Graam AI

This brief describes how documents and data files uploaded to the Graam Harmony platform are stored, encrypted, and access-controlled. It is intended for security and compliance teams evaluating Graam for institutional use.

Executive summary

For institutional / hedge-fund deployments, Graam Harmony provides:

Per-tenant cryptographic isolation. Each customer's uploads live in a dedicated GCS bucket, encrypted with a Cloud KMS key the customer holds. Revoking the customer's grant on the key cryptographically locks Graam (and Google) out of the data — without the active grant, the encrypted bytes cannot be read.
Hardened bucket defaults. Every customer bucket is created with uniform IAM (no legacy ACLs), public-access prevention enforced, object versioning, and provenance labels — applied at creation and audit-friendly.
Verified-identity API. Every API call is authenticated with a signed JWT verified at the gateway. The user identity from the token, not any URL parameter, drives every access decision.
Database-layer ownership enforcement. Document and data-file reads carry the calling user's id into the SQL WHERE clause. A caller cannot retrieve another customer's row regardless of how the document UUID was obtained.
Comprehensive audit logging. Every API request, every agent-initiated document read, and every storage operation is logged with the verified caller identity, retained ≥ 90 days.
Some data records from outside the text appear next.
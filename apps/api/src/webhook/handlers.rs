use axum::{extract::State, http::HeaderMap, Json};
use bytes::Bytes;
use serde_json::{json, Value};

use crate::errors::WebhookError;
use crate::payments::signature::SignatureError;
use crate::state::AppState;

pub const SIGNATURE_HEADER: &str = "stripe-signature";

/// POST /api/stripe/webhook
///
/// Takes the body as raw bytes; the signature covers the exact bytes sent.
pub async fn handle_stripe_webhook(
    State(state): State<AppState>,
    headers: HeaderMap,
    body: Bytes,
) -> Result<Json<Value>, WebhookError> {
    let signature = match headers.get(SIGNATURE_HEADER) {
        Some(value) => Some(
            value
                .to_str()
                .map_err(|_| {
                    tracing::warn!("Stripe-Signature header is not valid ASCII");
                    SignatureError::MalformedHeader
                })?,
        ),
        None => None,
    };

    state.projector.handle(&body, signature).await?;
    Ok(Json(json!({ "received": true })))
}
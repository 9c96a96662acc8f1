use axum::{
    async_trait,
    extract::FromRequestParts,
    http::{header::AUTHORIZATION, request::Parts, HeaderMap},
};

use super::AuthUser;
use crate::errors::AppError;
use crate::state::AppState;

/// The signed-in user, resolved from `Authorization: Bearer <token>`.
/// Rejects with 401 when the header is missing or the token is not accepted.
#[derive(Debug, Clone)]
pub struct CurrentUser {
    pub user: AuthUser,
    pub access_token: String,
}

#[async_trait]
impl FromRequestParts<AppState> for CurrentUser {
    type Rejection = AppError;

    async fn from_request_parts(
        parts: &mut Parts,
        state: &AppState,
    ) -> Result<Self, Self::Rejection> {
        let token = bearer_token(&parts.headers).ok_or(AppError::Unauthorized)?;
        let user = state.sessions.get_user(token).await?;

        Ok(CurrentUser {
            user,
            access_token: token.to_string(),
        })
    }
}

fn bearer_token(headers: &HeaderMap) -> Option<&str> {
    let value = headers.get(AUTHORIZATION)?.to_str().ok()?;
    let (scheme, token) = value.split_once(' ')?;
    let token = token.trim();
    (scheme.eq_ignore_ascii_case("bearer") && !token.is_empty()).then_some(token)
}
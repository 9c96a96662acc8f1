use chrono::{DateTime, SecondsFormat, Utc};
use serde::{Serialize, Serializer};
use sqlx::FromRow;

/// A row of the `subscriptions` table.
#[derive(Debug, Clone, PartialEq, Serialize, FromRow)]
pub struct SubscriptionRecord {
    pub id: String,
    pub user_id: String,
    pub status: String,
    pub price_id: String,
    #[serde(serialize_with = "iso_millis")]
    pub current_period_end: DateTime<Utc>,
    #[serde(serialize_with = "iso_millis")]
    pub created_at: DateTime<Utc>,
}

/// Full row written by a completed checkout.
#[derive(Debug, Clone, PartialEq, Eq)]
pub struct NewSubscription {
    pub id: String,
    pub user_id: String,
    pub status: String,
    pub price_id: String,
    pub current_period_end: DateTime<Utc>,
}

/// Converts processor epoch seconds into a UTC timestamp.
/// Returns `None` for values outside chrono's representable range.
pub fn from_epoch_seconds(secs: i64) -> Option<DateTime<Utc>> {
    DateTime::<Utc>::from_timestamp(secs, 0)
}

/// Renders timestamps as `2023-11-14T22:13:20.000Z`.
pub fn to_iso_millis(ts: &DateTime<Utc>) -> String {
    ts.to_rfc3339_opts(SecondsFormat::Millis, true)
}

fn iso_millis<S: Serializer>(ts: &DateTime<Utc>, serializer: S) -> Result<S::Ok, S::Error> {
    serializer.serialize_str(&to_iso_millis(ts))
}
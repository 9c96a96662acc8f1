mod auth;
mod billing;
mod config;
mod db;
mod errors;
mod models;
mod payments;
mod routes;
mod state;
mod store;
mod webhook;

use std::net::SocketAddr;
use std::sync::Arc;

use anyhow::Result;
use tower::ServiceBuilder;
use tower_http::{cors::CorsLayer, trace::TraceLayer};
use tracing::info;
use tracing_subscriber::{layer::SubscriberExt, util::SubscriberInitExt, EnvFilter};

use crate::auth::SessionClient;
use crate::config::Config;
use crate::db::{create_pool, run_migrations};
use crate::payments::StripeClient;
use crate::routes::build_router;
use crate::state::AppState;
use crate::store::PgSubscriptionStore;

#[tokio::main]
async fn main() -> Result<()> {
    // Load configuration first (fails on missing required env vars)
    let config = Config::from_env()?;

    // Initialize structured logging
    tracing_subscriber::registry()
        .with(EnvFilter::try_from_default_env().unwrap_or_else(|_| {
            EnvFilter::new(format!(
                "{}={},tower_http={}",
                env!("CARGO_CRATE_NAME"),
                &config.rust_log,
                &config.rust_log
            ))
        }))
        .with(tracing_subscriber::fmt::layer())
        .init();

    info!("Starting starter API v{}", env!("CARGO_PKG_VERSION"));

    // Initialize PostgreSQL
    let db = create_pool(&config.database_url, config.downstream_timeout).await?;
    run_migrations(&db).await?;
    let store = Arc::new(PgSubscriptionStore::new(db));

    // Initialize Stripe client
    let stripe = StripeClient::new(
        &config.stripe_api_base,
        &config.stripe_secret_key,
        config.downstream_timeout,
    )?;
    info!("Stripe client initialized ({})", config.stripe_api_base);

    // Initialize identity provider client
    let sessions = SessionClient::new(
        &config.supabase_url,
        &config.supabase_anon_key,
        config.downstream_timeout,
    )?;
    info!("Session client initialized");

    let state = AppState::new(config.clone(), store, Arc::new(stripe), sessions);

    // Build router
    let app = build_router(state).layer(
        ServiceBuilder::new()
            .layer(TraceLayer::new_for_http())
            .layer(CorsLayer::permissive()), // TODO: restrict origins to APP_URL once the frontend domain is fixed
    );

    let addr: SocketAddr = format!("0.0.0.0:{}", config.port).parse()?;
    info!("Listening on {addr}");

    let listener = tokio::net::TcpListener::bind(addr).await?;
    axum::serve(listener, app).await?;

    Ok(())
}
//! Scripted `PaymentProcessor` for projector and handler tests.

use std::collections::HashMap;
use std::sync::atomic::{AtomicUsize, Ordering};
use std::sync::Mutex;
use std::time::Duration;

use async_trait::async_trait;
use serde_json::json;

use super::{CheckoutRequest, CheckoutSession, PaymentError, PaymentProcessor, ProcessorSubscription};

#[derive(Default)]
pub struct FakeProcessor {
    subscriptions: Mutex<HashMap<String, ProcessorSubscription>>,
    checkouts: Mutex<Vec<(String, String)>>,
    lookups: AtomicUsize,
    delay: Option<Duration>,
}

impl FakeProcessor {
    pub fn new() -> Self {
        Self::default()
    }

    /// Every lookup sleeps for `delay` before answering.
    pub fn with_delay(delay: Duration) -> Self {
        Self {
            delay: Some(delay),
            ..Self::default()
        }
    }

    pub fn add_subscription(&self, id: &str, status: &str, price_id: &str, period_end: i64) {
        let sub: ProcessorSubscription = serde_json::from_value(json!({
            "id": id,
            "status": status,
            "current_period_end": period_end,
            "items": { "data": [{ "price": { "id": price_id } }] }
        }))
        .unwrap();
        self.subscriptions.lock().unwrap().insert(id.to_string(), sub);
    }

    pub fn add_raw(&self, sub: ProcessorSubscription) {
        self.subscriptions.lock().unwrap().insert(sub.id.clone(), sub);
    }

    pub fn lookup_count(&self) -> usize {
        self.lookups.load(Ordering::SeqCst)
    }

    /// `(price_id, user_id)` of every checkout session created.
    pub fn checkouts(&self) -> Vec<(String, String)> {
        self.checkouts.lock().unwrap().clone()
    }
}

#[async_trait]
impl PaymentProcessor for FakeProcessor {
    async fn retrieve_subscription(&self, id: &str) -> Result<ProcessorSubscription, PaymentError> {
        self.lookups.fetch_add(1, Ordering::SeqCst);
        if let Some(delay) = self.delay {
            tokio::time::sleep(delay).await;
        }
        self.subscriptions
            .lock()
            .unwrap()
            .get(id)
            .cloned()
            .ok_or_else(|| PaymentError::Api {
                status: 404,
                message: format!("No such subscription: '{id}'"),
            })
    }

    async fn create_checkout_session(
        &self,
        request: &CheckoutRequest<'_>,
    ) -> Result<CheckoutSession, PaymentError> {
        self.checkouts
            .lock()
            .unwrap()
            .push((request.price_id.to_string(), request.user_id.to_string()));
        let id = format!("cs_test_{}", request.user_id);
        Ok(CheckoutSession {
            url: Some(format!("https://checkout.stripe.com/c/pay/{id}")),
            id,
        })
    }
}
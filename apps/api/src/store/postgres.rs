use async_trait::async_trait;
use chrono::{DateTime, Utc};
use sqlx::PgPool;

use super::{StoreError, SubscriptionStore};
use crate::models::subscription::{NewSubscription, SubscriptionRecord};
use crate::models::user::UserAccount;

/// `SubscriptionStore` backed by Postgres.
///
/// Concurrent writes to the same id are serialized by Postgres row locks;
/// the last write wins.
#[derive(Clone)]
pub struct PgSubscriptionStore {
    pool: PgPool,
}

impl PgSubscriptionStore {
    pub fn new(pool: PgPool) -> Self {
        Self { pool }
    }
}

#[async_trait]
impl SubscriptionStore for PgSubscriptionStore {
    async fn upsert_subscription(&self, record: &NewSubscription) -> Result<(), StoreError> {
        sqlx::query(
            r#"
            INSERT INTO subscriptions (id, user_id, status, price_id, current_period_end)
            VALUES ($1, $2, $3, $4, $5)
            ON CONFLICT (id) DO UPDATE SET
                user_id = EXCLUDED.user_id,
                status = EXCLUDED.status,
                price_id = EXCLUDED.price_id,
                current_period_end = EXCLUDED.current_period_end
            "#,
        )
        .bind(&record.id)
        .bind(&record.user_id)
        .bind(&record.status)
        .bind(&record.price_id)
        .bind(record.current_period_end)
        .execute(&self.pool)
        .await
        .map_err(|e| match &e {
            sqlx::Error::Database(db) if db.is_foreign_key_violation() => {
                StoreError::UnknownUser(record.user_id.clone())
            }
            _ => StoreError::Database(e),
        })?;

        Ok(())
    }

    async fn update_subscription_state(
        &self,
        id: &str,
        status: &str,
        current_period_end: DateTime<Utc>,
    ) -> Result<bool, StoreError> {
        let result = sqlx::query(
            "UPDATE subscriptions SET status = $2, current_period_end = $3 WHERE id = $1",
        )
        .bind(id)
        .bind(status)
        .bind(current_period_end)
        .execute(&self.pool)
        .await?;

        Ok(result.rows_affected() > 0)
    }

    async fn find_subscription_for_user(
        &self,
        user_id: &str,
    ) -> Result<Option<SubscriptionRecord>, StoreError> {
        let record = sqlx::query_as::<_, SubscriptionRecord>(
            r#"
            SELECT id, user_id, status, price_id, current_period_end, created_at
            FROM subscriptions
            WHERE user_id = $1
            ORDER BY created_at DESC
            LIMIT 1
            "#,
        )
        .bind(user_id)
        .fetch_optional(&self.pool)
        .await?;

        Ok(record)
    }

    async fn find_user(&self, id: &str) -> Result<Option<UserAccount>, StoreError> {
        let user = sqlx::query_as::<_, UserAccount>(
            "SELECT id, email, created_at, updated_at FROM users WHERE id = $1",
        )
        .bind(id)
        .fetch_optional(&self.pool)
        .await?;

        Ok(user)
    }

    async fn ensure_user(&self, id: &str, email: &str) -> Result<(), StoreError> {
        sqlx::query(
            r#"
            INSERT INTO users (id, email)
            VALUES ($1, $2)
            ON CONFLICT (id) DO UPDATE SET
                email = EXCLUDED.email,
                updated_at = NOW()
            WHERE users.email IS DISTINCT FROM EXCLUDED.email
            "#,
        )
        .bind(id)
        .bind(email)
        .execute(&self.pool)
        .await?;

        Ok(())
    }
}
use serde::Serialize;

/// A pricing tier shown on the pricing page.
#[derive(Debug, Clone, Serialize)]
pub struct Plan {
    pub name: &'static str,
    pub price: &'static str,
    pub period: &'static str,
    pub features: &'static [&'static str],
    pub cta: &'static str,
    pub featured: bool,
    /// Stripe price for self-serve checkout. `None` for free and sales-led tiers.
    pub price_id: Option<String>,
}

pub const TRIAL_NOTE: &str = "All plans include 14-day free trial. No credit card required.";

pub fn catalog(pro_price_id: &str) -> Vec<Plan> {
    vec![
        Plan {
            name: "Free",
            price: "$0",
            period: "forever",
            features: &[
                "Basic authentication",
                "User dashboard",
                "Email support",
                "Community access",
            ],
            cta: "Get Started",
            featured: false,
            price_id: None,
        },
        Plan {
            name: "Pro",
            price: "$29",
            period: "per month",
            features: &[
                "Everything in Free",
                "Stripe payments",
                "Priority support",
                "Advanced analytics",
                "Custom branding",
                "API access",
            ],
            cta: "Subscribe Now",
            featured: true,
            price_id: Some(pro_price_id.to_string()),
        },
        Plan {
            name: "Enterprise",
            price: "Custom",
            period: "contact us",
            features: &[
                "Everything in Pro",
                "Dedicated support",
                "Custom integrations",
                "SLA guarantee",
                "Training & onboarding",
            ],
            cta: "Contact Sales",
            featured: false,
            price_id: None,
        },
    ]
}

/// Whether `price_id` belongs to a self-serve plan in the catalogue.
pub fn is_purchasable(plans: &[Plan], price_id: &str) -> bool {
    plans
        .iter()
        .any(|plan| plan.price_id.as_deref() == Some(price_id))
}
The remainder of this document explains each control and how a customer can verify it.

What is uploaded

When a user uploads to Graam Harmony, the bytes belong to one of three lanes:

Artifact	Examples	Storage
Documents	KBRA pre-sale PDFs, prospectuses, term sheets	GCS (PDF bytes) + Postgres (metadata)
Data files	Loan tapes (CSV/Excel), performance workbooks, parquet derivatives	GCS (raw + parquet) + Postgres (metadata)

Postgres holds metadata only — ownership column, upload timestamp, SHA-256 hash for de-duplication, soft-delete marker, and the GCS path. The customer-supplied bytes themselves live only in GCS.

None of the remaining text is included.